Aim of the task:
Extract, unchanged, every line from the top of the material below through the line with "from the winding.", and no more.

>>>>>

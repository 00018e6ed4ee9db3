//! Triangle primitives for tree construction and ray intersection.
//!
//! Rays are tested with Wald's projection method: each triangle caches its
//! dominant normal axis and a 2D barycentric setup, so the hot-path test is
//! a handful of multiply-adds. Tree construction uses a separating-axis
//! triangle/box overlap test so straddling triangles land in both children.

use xcast_math::{Aabb, Ray, Vec3};

/// A triangle with a cached (unnormalized-input, stored-normalized) normal.
#[derive(Debug, Clone, Copy)]
pub struct Triangle {
    pub v0: Vec3,
    pub v1: Vec3,
    pub v2: Vec3,
    pub normal: Vec3,
}

impl Triangle {
    /// Create a triangle; the face normal is computed from the winding.
    pub fn new(v0: Vec3, v1: Vec3, v2: Vec3) -> Self {
        let normal = (v1 - v0).cross(v2 - v0).normalize_or_zero();
        Self { v0, v1, v2, normal }
    }
}

/// Wald's precomputed triangle representation.
///
/// The triangle plane is expressed in the coordinate frame of the normal's
/// dominant axis `k`; hit points are reduced to 2D and tested against a
/// precomputed barycentric setup.
#[derive(Debug, Clone, Copy)]
pub struct WaldTriangle {
    /// Dominant axis of the normal (projection axis).
    k: usize,
    /// The two remaining axes, (k+1)%3 and (k+2)%3.
    ku: usize,
    kv: usize,
    /// Plane coefficients scaled by 1/n[k].
    n_u: f32,
    n_v: f32,
    n_d: f32,
    /// First vertex projected into the (ku, kv) plane.
    a_u: f32,
    a_v: f32,
    /// Barycentric setup for the two edges.
    b_nu: f32,
    b_nv: f32,
    c_nu: f32,
    c_nv: f32,
}

impl WaldTriangle {
    /// Precompute the representation. Returns `None` for degenerate
    /// triangles (zero-area or zero dominant normal component).
    pub fn new(v0: Vec3, v1: Vec3, v2: Vec3) -> Option<Self> {
        let n = (v1 - v0).cross(v2 - v0);
        if n.length_squared() == 0.0 {
            return None;
        }

        let abs = n.abs();
        let k = if abs.x >= abs.y && abs.x >= abs.z {
            0
        } else if abs.y >= abs.z {
            1
        } else {
            2
        };
        let ku = (k + 1) % 3;
        let kv = (k + 2) % 3;

        let nk = n[k];
        if nk == 0.0 {
            return None;
        }

        // Edges AB and AC in the projection plane
        let cx = v1[ku] - v0[ku];
        let cy = v1[kv] - v0[kv];
        let bx = v2[ku] - v0[ku];
        let by = v2[kv] - v0[kv];

        let det = cx * by - cy * bx;
        if det == 0.0 {
            return None;
        }
        let inv_det = 1.0 / det;

        Some(Self {
            k,
            ku,
            kv,
            n_u: n[ku] / nk,
            n_v: n[kv] / nk,
            n_d: n.dot(v0) / nk,
            a_u: v0[ku],
            a_v: v0[kv],
            b_nu: -bx * inv_det,
            b_nv: by * inv_det,
            c_nu: cx * inv_det,
            c_nv: -cy * inv_det,
        })
    }

    /// Ray/triangle test. On a hit within `(tmin, tmax)` returns the hit
    /// distance in multiples of the ray direction.
    #[inline]
    pub fn intersect(&self, ray: &Ray, tmin: f32, tmax: f32, epsilon: f32) -> Option<f32> {
        let org = ray.origin;
        let dir = ray.direction;

        let denom = dir[self.k] + self.n_u * dir[self.ku] + self.n_v * dir[self.kv];
        if denom.abs() < epsilon {
            // Ray parallel to the triangle plane
            return None;
        }

        let t = (self.n_d - org[self.k] - self.n_u * org[self.ku] - self.n_v * org[self.kv])
            / denom;
        if t < tmin || t > tmax {
            return None;
        }

        // Hit point in the projection plane, relative to vertex A
        let hu = org[self.ku] + t * dir[self.ku] - self.a_u;
        let hv = org[self.kv] + t * dir[self.kv] - self.a_v;

        let beta = hu * self.b_nv + hv * self.b_nu;
        if beta < 0.0 {
            return None;
        }
        let gamma = hu * self.c_nv + hv * self.c_nu;
        if gamma < 0.0 {
            return None;
        }
        if beta + gamma > 1.0 {
            return None;
        }

        Some(t)
    }

    /// Shift the cached plane/vertex terms after a pure translation.
    fn translate(&mut self, n: Vec3, offset: Vec3) {
        self.n_d += n.dot(offset) / n[self.k];
        self.a_u += offset[self.ku];
        self.a_v += offset[self.kv];
    }
}

/// A renderable triangle primitive: geometry plus everything the tree
/// builder and the traversal need cached.
#[derive(Debug, Clone, Copy)]
pub struct TriPrim {
    pub triangle: Triangle,
    pub wald: WaldTriangle,
    /// Surface area, used by the SAH cost function.
    pub area: f32,
    /// Signed distance of the triangle plane from the origin.
    pub d: f32,
    /// Stable index into the mesh's global triangle array.
    pub index: u32,
}

impl TriPrim {
    /// Build a primitive from three vertices. Returns `None` for degenerate
    /// triangles; callers are expected to log and skip those.
    pub fn new(v0: Vec3, v1: Vec3, v2: Vec3, index: u32) -> Option<Self> {
        let wald = WaldTriangle::new(v0, v1, v2)?;
        let triangle = Triangle::new(v0, v1, v2);
        let area = 0.5 * (v1 - v0).cross(v2 - v0).length();
        let d = triangle.normal.dot(v0);

        Some(Self {
            triangle,
            wald,
            area,
            d,
            index,
        })
    }

    /// Ray intersection against the precomputed representation.
    #[inline]
    pub fn intersect(&self, ray: &Ray, tmin: f32, tmax: f32, epsilon: f32) -> Option<f32> {
        self.wald.intersect(ray, tmin, tmax, epsilon)
    }

    /// The triangle's min or max extent along `axis`.
    pub fn axis_bound(&self, axis: usize, want_max: bool) -> f32 {
        let t = &self.triangle;
        let (a, b, c) = (t.v0[axis], t.v1[axis], t.v2[axis]);
        if want_max {
            a.max(b).max(c)
        } else {
            a.min(b).min(c)
        }
    }

    /// Tight bounding box of the triangle.
    pub fn bounds(&self) -> Aabb {
        Aabb::from_triangle(self.triangle.v0, self.triangle.v1, self.triangle.v2)
    }

    /// Separating-axis triangle/box overlap test (Akenine-Moller).
    ///
    /// Partial overlap counts: a triangle straddling a splitting plane must
    /// test true against BOTH child boxes.
    pub fn overlaps_box(&self, bounds: &Aabb) -> bool {
        let center = bounds.centroid();
        let h = bounds.half_size();

        let v0 = self.triangle.v0 - center;
        let v1 = self.triangle.v1 - center;
        let v2 = self.triangle.v2 - center;

        // 1. Box face normals: compare triangle extent per axis
        for axis in 0..3 {
            let min = v0[axis].min(v1[axis]).min(v2[axis]);
            let max = v0[axis].max(v1[axis]).max(v2[axis]);
            if min > h[axis] || max < -h[axis] {
                return false;
            }
        }

        // 2. Triangle plane normal: all vertices project to the same point
        let n = (v1 - v0).cross(v2 - v0);
        let r = h.x * n.x.abs() + h.y * n.y.abs() + h.z * n.z.abs();
        if n.dot(v0).abs() > r {
            return false;
        }

        // 3. Nine edge x box-axis cross products
        let edges = [v1 - v0, v2 - v1, v0 - v2];
        let box_axes = [Vec3::X, Vec3::Y, Vec3::Z];
        for edge in edges {
            for unit in box_axes {
                let axis = edge.cross(unit);
                let p0 = axis.dot(v0);
                let p1 = axis.dot(v1);
                let p2 = axis.dot(v2);
                let min = p0.min(p1).min(p2);
                let max = p0.max(p1).max(p2);
                let rad = h.x * axis.x.abs() + h.y * axis.y.abs() + h.z * axis.z.abs();
                if min > rad || max < -rad {
                    return false;
                }
            }
        }

        true
    }

    /// Translate the primitive without rotating it, recomputing the plane
    /// distance and the cached projection terms.
    pub fn translate(&mut self, offset: Vec3) {
        let unnormalized = (self.triangle.v1 - self.triangle.v0)
            .cross(self.triangle.v2 - self.triangle.v0);

        self.triangle.v0 += offset;
        self.triangle.v1 += offset;
        self.triangle.v2 += offset;
        self.d = self.triangle.normal.dot(self.triangle.v0);
        self.wald.translate(unnormalized, offset);
    }
}
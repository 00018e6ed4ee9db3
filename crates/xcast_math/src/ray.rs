use crate::Vec3;

/// A ray in 3D space with origin and direction.
///
/// Rays represent a half-line starting at `origin` and traveling in
/// `direction`. The direction is not required to be normalized; all
/// intersection parameters are expressed in multiples of it.
#[derive(Debug, Copy, Clone, PartialEq)]
pub struct Ray {
    pub origin: Vec3,
    pub direction: Vec3,
}

impl Ray {
    /// Create a new ray.
    pub fn new(origin: Vec3, direction: Vec3) -> Self {
        Self { origin, direction }
    }

    /// Get the point along the ray at parameter t.
    ///
    /// Returns: origin + t * direction
    pub fn at(&self, t: f32) -> Vec3 {
        self.origin + self.direction * t
    }
}
//! k2bouncer: command-line front end for checking and syncing decisions.

use clap::{Parser, Subcommand};
use k2bouncer::{Bouncer, Config, Mode};
use std::path::{Path, PathBuf};

#[derive(Parser)]
#[command(name = "k2bouncer")]
#[command(author = "Kaitu.io")]
#[command(version)]
#[command(about = "Resolve ban/captcha remediations from CrowdSec decisions", long_about = None)]
struct Cli {
    /// Configuration file (YAML)
    #[arg(short, long, global = true, default_value = "k2bouncer.yaml")]
    config: PathBuf,

    /// Log filter when RUST_LOG is unset (error, warn, info, debug, trace)
    #[arg(long, global = true, default_value = "info")]
    log_level: String,

    #[command(subcommand)]
    command: Commands,
}

#[derive(Subcommand)]
enum Commands {
    /// Evaluate one client address and print the verdict
    Check {
        /// Client address
        addr: String,

        /// Request host, used for the captcha session lookup
        #[arg(long, default_value = "")]
        host: String,
    },

    /// Run the stream synchronizer in the foreground
    Sync,

    /// Print the effective configuration, or an annotated example
    PrintConfig {
        /// Print an example configuration instead
        #[arg(long)]
        example: bool,
    },

    /// Validate the configuration file
    Validate,
}

fn main() {
    let cli = Cli::parse();

    env_logger::Builder::from_env(env_logger::Env::default().default_filter_or(&cli.log_level))
        .init();

    let result = match cli.command {
        Commands::Check { addr, host } => check(&cli.config, &addr, &host),
        Commands::Sync => run_sync(&cli.config),
        Commands::PrintConfig { example } => print_config(&cli.config, example),
        Commands::Validate => validate(&cli.config),
    };

    if let Err(e) = result {
        eprintln!("Error: {}", e);
        std::process::exit(1);
    }
}

fn check(path: &Path, addr: &str, host: &str) -> Result<(), Box<dyn std::error::Error>> {
    let config = Config::load(path)?;
    let bouncer = Bouncer::from_config(&config)?;

    if let Some(stats) = bouncer.sync_once()? {
        log::info!(
            "Loaded {} addresses and {} ranges",
            stats.addresses_added,
            stats.ranges_added
        );
    }

    let verdict = bouncer.evaluate(addr, host);
    println!("{}", verdict);
    Ok(())
}

fn run_sync(path: &Path) -> Result<(), Box<dyn std::error::Error>> {
    let config = Config::load(path)?;
    if config.mode != Mode::Stream {
        return Err("sync requires mode: stream".into());
    }

    let bouncer = Bouncer::from_config(&config)?;
    let handle = bouncer
        .start()?
        .ok_or("stream synchronizer did not start")?;

    println!(
        "Syncing from {} every {}s (Ctrl-C to stop)",
        config.lapi.url, config.lapi.update_interval_seconds
    );
    handle.join();
    Ok(())
}

fn print_config(path: &Path, example: bool) -> Result<(), Box<dyn std::error::Error>> {
    if example {
        print!("{}", Config::example());
        return Ok(());
    }

    let mut config = Config::load(path)?;
    if !config.lapi.api_key.is_empty() {
        config.lapi.api_key = "<redacted>".to_string();
    }
    if !config.captcha.secret_key.is_empty() {
        config.captcha.secret_key = "<redacted>".to_string();
    }
    if config.cache.redis.password.is_some() {
        config.cache.redis.password = Some("<redacted>".to_string());
    }
    print!("{}", serde_yaml::to_string(&config)?);
    Ok(())
}

fn validate(path: &Path) -> Result<(), Box<dyn std::error::Error>> {
    let config = Config::load(path)?;
    let trusted = config.parse_trusted_ips()?;

    println!("Configuration OK: {}", path.display());
    println!("  mode: {:?}", config.mode);
    println!("  lapi: {}", config.lapi.url);
    println!("  cache: {:?}", config.cache.backend);
    println!(
        "  captcha: {}",
        config.captcha.provider.as_deref().unwrap_or("disabled")
    );
    println!("  trusted networks: {}", trusted.len());
    Ok(())
}
//! Time source shared by the store, the range matcher and the synchronizer.

use parking_lot::Mutex;
use std::time::{Duration, Instant};

/// Upper bound on any computed expiry, about a century out.
const FAR_FUTURE: Duration = Duration::from_secs(100 * 365 * 86400);

/// `now + ttl`, saturating instead of overflowing `Instant`.
///
/// A TTL past the platform's `Instant` range lands at the furthest
/// representable point within [`FAR_FUTURE`].
pub fn deadline(now: Instant, ttl: Duration) -> Instant {
    now.checked_add(ttl)
        .or_else(|| now.checked_add(FAR_FUTURE))
        .unwrap_or(now)
}

/// Monotonic time source.
pub trait Clock: Send + Sync {
    /// Current instant.
    fn now(&self) -> Instant;
}

/// Wall clock backed by [`Instant::now`].
#[derive(Debug, Default, Clone, Copy)]
pub struct SystemClock;

impl Clock for SystemClock {
    fn now(&self) -> Instant {
        Instant::now()
    }
}

/// Clock that only moves when told to.
///
/// Used by tests to step across TTL boundaries without sleeping.
#[derive(Debug)]
pub struct ManualClock {
    base: Instant,
    offset: Mutex<Duration>,
}

impl ManualClock {
    pub fn new() -> Self {
        Self {
            base: Instant::now(),
            offset: Mutex::new(Duration::ZERO),
        }
    }

    /// Move the clock forward.
    pub fn advance(&self, by: Duration) {
        *self.offset.lock() += by;
    }
}

impl Default for ManualClock {
    fn default() -> Self {
        Self::new()
    }
}

impl Clock for ManualClock {
    fn now(&self) -> Instant {
        self.base + *self.offset.lock()
    }
}

#[cfg(test)]
mod tests {
    use super::*;

    #[test]
    fn test_manual_clock_advances() {
        let clock = ManualClock::new();
        let start = clock.now();
        assert_eq!(clock.now(), start);

        clock.advance(Duration::from_secs(5));
        assert_eq!(clock.now() - start, Duration::from_secs(5));
    }

    #[test]
    fn test_deadline_saturates() {
        let now = Instant::now();
        assert_eq!(deadline(now, Duration::from_secs(60)), now + Duration::from_secs(60));

        let far = deadline(now, Duration::MAX);
        assert!(far > now + Duration::from_secs(86400 * 365));
    }
}
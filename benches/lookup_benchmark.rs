//! Benchmarks for the request-time lookup path.
//!
//! Run with: cargo bench
//!
//! Measures range matcher lookups at different table sizes, the local
//! decision store, a full resolve, and the cost of publishing a new range
//! snapshot.

use criterion::{black_box, criterion_group, criterion_main, BenchmarkId, Criterion, Throughput};
use k2bouncer::decision::{DecisionDelta, DecisionRecord};
use k2bouncer::store::DecisionStore;
use k2bouncer::{
    CacheClient, DecisionKind, DecisionSource, FallbackConfig, LocalStore, RangeMatcher, Resolver,
    StreamSync, SyncError, Synchronizer,
};
use std::net::{IpAddr, Ipv4Addr};
use std::sync::Arc;
use std::time::{Duration, Instant};

/// Matcher holding `count` distinct /24 ranges (and a few /16s).
fn build_matcher(count: usize) -> RangeMatcher {
    let matcher = RangeMatcher::new();
    let expires = Instant::now() + Duration::from_secs(3600);
    matcher.update(|tables| {
        for i in 0..count {
            let net = format!("{}.{}.{}.0/24", 10 + (i >> 16) % 200, (i >> 8) & 0xff, i & 0xff);
            let kind = if i % 4 == 0 {
                DecisionKind::Captcha
            } else {
                DecisionKind::Ban
            };
            if let Ok(net) = net.parse() {
                tables.insert(net, kind, expires, "bench");
            }
        }
        for i in 0..(count / 100) {
            if let Ok(net) = format!("{}.{}.0.0/16", 10 + (i >> 8) % 200, i & 0xff).parse() {
                tables.insert(net, DecisionKind::Captcha, expires, "bench");
            }
        }
    });
    matcher
}

/// Mix of addresses inside and outside the generated ranges.
fn generate_addresses(count: usize) -> Vec<IpAddr> {
    (0..count)
        .map(|i| {
            if i % 2 == 0 {
                IpAddr::V4(Ipv4Addr::new(10, (i >> 8) as u8, i as u8, 7))
            } else {
                IpAddr::V4(Ipv4Addr::new(230, (i >> 8) as u8, i as u8, 7))
            }
        })
        .collect()
}

fn bench_range_lookup(c: &mut Criterion) {
    let addresses = generate_addresses(1000);
    let mut group = c.benchmark_group("range_lookup");
    group.throughput(Throughput::Elements(addresses.len() as u64));

    for size in [100, 1_000, 10_000, 100_000].iter() {
        let matcher = build_matcher(*size);
        group.bench_with_input(BenchmarkId::new("ranges", size), size, |b, _| {
            b.iter(|| {
                for ip in &addresses {
                    black_box(matcher.contains(*ip));
                }
            })
        });
    }

    group.finish();
}

fn bench_ipv6_lookup(c: &mut Criterion) {
    let matcher = RangeMatcher::new();
    let expires = Instant::now() + Duration::from_secs(3600);
    matcher.update(|tables| {
        for i in 0..10_000u32 {
            if let Ok(net) = format!("2001:db8:{:x}::/48", i).parse() {
                tables.insert(net, DecisionKind::Ban, expires, "bench");
            }
        }
    });

    let hit: IpAddr = "2001:db8:42::1".parse().unwrap_or(IpAddr::V4(Ipv4Addr::LOCALHOST));
    let miss: IpAddr = "2001:db9::1".parse().unwrap_or(IpAddr::V4(Ipv4Addr::LOCALHOST));

    let mut group = c.benchmark_group("ipv6_lookup");
    group.bench_function("hit", |b| b.iter(|| black_box(matcher.contains(hit))));
    group.bench_function("miss", |b| b.iter(|| black_box(matcher.contains(miss))));
    group.finish();
}

fn bench_local_store(c: &mut Criterion) {
    let store = LocalStore::new();
    for i in 0..10_000 {
        store.set(&format!("10.0.{}.{}", i >> 8, i & 0xff), "t", Duration::from_secs(3600));
    }

    let mut group = c.benchmark_group("local_store");
    group.bench_function("get_hit", |b| b.iter(|| black_box(store.get("10.0.20.20"))));
    group.bench_function("get_miss", |b| b.iter(|| black_box(store.get("192.0.2.1"))));
    group.bench_function("set", |b| {
        b.iter(|| store.set("198.51.100.1", "c", Duration::from_secs(60)))
    });
    group.finish();
}

struct NoFeed;

impl DecisionSource for NoFeed {
    fn query_ip(&self, _ip: IpAddr) -> Result<Vec<DecisionRecord>, SyncError> {
        Ok(Vec::new())
    }

    fn pull_stream(&self, _startup: bool) -> Result<DecisionDelta, SyncError> {
        Ok(DecisionDelta::default())
    }
}

fn bench_resolve(c: &mut Criterion) {
    let cache = CacheClient::local();
    let ranges = Arc::new(build_matcher(10_000));
    let stream = Arc::new(StreamSync::new(
        Arc::new(NoFeed),
        cache.clone(),
        ranges.clone(),
        Duration::from_secs(86400),
        None,
    ));
    let resolver = Resolver::new(
        cache.clone(),
        ranges,
        Synchronizer::Stream(stream),
        FallbackConfig::default(),
    );
    cache.set("192.0.2.5", "t", Duration::from_secs(3600));

    let addresses = generate_addresses(1000);
    let cached: IpAddr = IpAddr::V4(Ipv4Addr::new(192, 0, 2, 5));

    let mut group = c.benchmark_group("resolve");
    group.bench_function("cached_address", |b| {
        b.iter(|| black_box(resolver.resolve(cached)))
    });
    group.throughput(Throughput::Elements(addresses.len() as u64));
    group.bench_function("range_mix", |b| {
        b.iter(|| {
            for ip in &addresses {
                black_box(resolver.resolve(*ip));
            }
        })
    });
    group.finish();
}

fn bench_snapshot_publish(c: &mut Criterion) {
    let mut group = c.benchmark_group("snapshot_publish");

    for size in [1_000, 10_000].iter() {
        let matcher = build_matcher(*size);
        let expires = Instant::now() + Duration::from_secs(60);
        group.bench_with_input(BenchmarkId::new("insert_one", size), size, |b, _| {
            b.iter(|| {
                let _ = matcher.insert("203.0.113.0/24", DecisionKind::Ban, expires);
            })
        });
    }

    group.finish();
}

criterion_group!(
    benches,
    bench_range_lookup,
    bench_ipv6_lookup,
    bench_local_store,
    bench_resolve,
    bench_snapshot_publish,
);

criterion_main!(benches);
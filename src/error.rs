//! Error types for k2bouncer.

use thiserror::Error;

/// Error type for k2bouncer setup and configuration.
///
/// Request-path faults never surface through this type: they are folded
/// into a [`Remediation`](crate::Remediation) by the resolver.
#[derive(Error, Debug)]
pub enum Error {
    /// IO error
    #[error("IO error: {0}")]
    Io(#[from] std::io::Error),

    /// YAML parsing error
    #[error("YAML parsing error: {0}")]
    Yaml(#[from] serde_yaml::Error),

    /// Configuration error
    #[error("configuration error: {0}")]
    Config(String),

    /// Invalid CIDR pattern
    #[error("invalid CIDR pattern: {0}")]
    InvalidCidrPattern(String),

    /// Shared cache backend could not be set up
    #[error("redis error: {0}")]
    Redis(#[from] redis::RedisError),

    /// HTTP client could not be built
    #[error("HTTP client error: {0}")]
    Http(#[from] reqwest::Error),

    /// Decision feed failure surfaced to the operator (CLI sync)
    #[error("sync error: {0}")]
    Sync(#[from] SyncError),
}

/// Result type alias for k2bouncer operations.
pub type Result<T> = std::result::Result<T, Error>;

/// Outcome of a failed decision store lookup.
#[derive(Error, Debug, Clone, Copy, PartialEq, Eq)]
pub enum CacheError {
    /// The backend answered and holds no live value for the key.
    #[error("cache:miss")]
    Miss,

    /// The backend could not be consulted at all.
    #[error("cache:unreachable")]
    Unreachable,
}

/// Error talking to the remote decision authority.
#[derive(Error, Debug, Clone, PartialEq, Eq)]
pub enum SyncError {
    /// Connection, DNS or timeout failure
    #[error("transport error: {0}")]
    Transport(String),

    /// Non-success HTTP status
    #[error("HTTP status {0}")]
    Status(u16),

    /// Body was not the expected JSON shape
    #[error("invalid response: {0}")]
    Decode(String),
}

/// Error from a captcha provider verification call.
#[derive(Error, Debug)]
pub enum ProviderError {
    /// HTTP request failed or timed out
    #[error("verification request failed: {0}")]
    Http(#[from] reqwest::Error),

    /// Response announced JSON but could not be decoded
    #[error("invalid verification response: {0}")]
    Decode(#[from] serde_json::Error),
}

/// Error type for range matcher operations.
#[derive(Error, Debug)]
pub enum RangeError {
    /// Invalid CIDR notation
    #[error("invalid CIDR notation: {0}")]
    InvalidCidr(String),
}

<<<<<

Response area:
repository 00018e6ed4ee9db3
//! Triangle primitives for tree construction and ray intersection.
//!
//! Rays are tested with Wald's projection method: each triangle caches its
//! dominant normal axis and a 2D barycentric setup, so the hot-path test is
//! a handful of multiply-adds. Tree construction uses a separating-axis
//! triangle/box overlap test so straddling triangles land in both children.

use xcast_math::{Aabb, Ray, Vec3};

/// A triangle with a cached (unnormalized-input, stored-normalized) normal.
#[derive(Debug, Clone, Copy)]
pub struct Triangle {
    pub v0: Vec3,
    pub v1: Vec3,
    pub v2: Vec3,
    pub normal: Vec3,
}

impl Triangle {
    /// Create a triangle; the face normal is computed from the winding.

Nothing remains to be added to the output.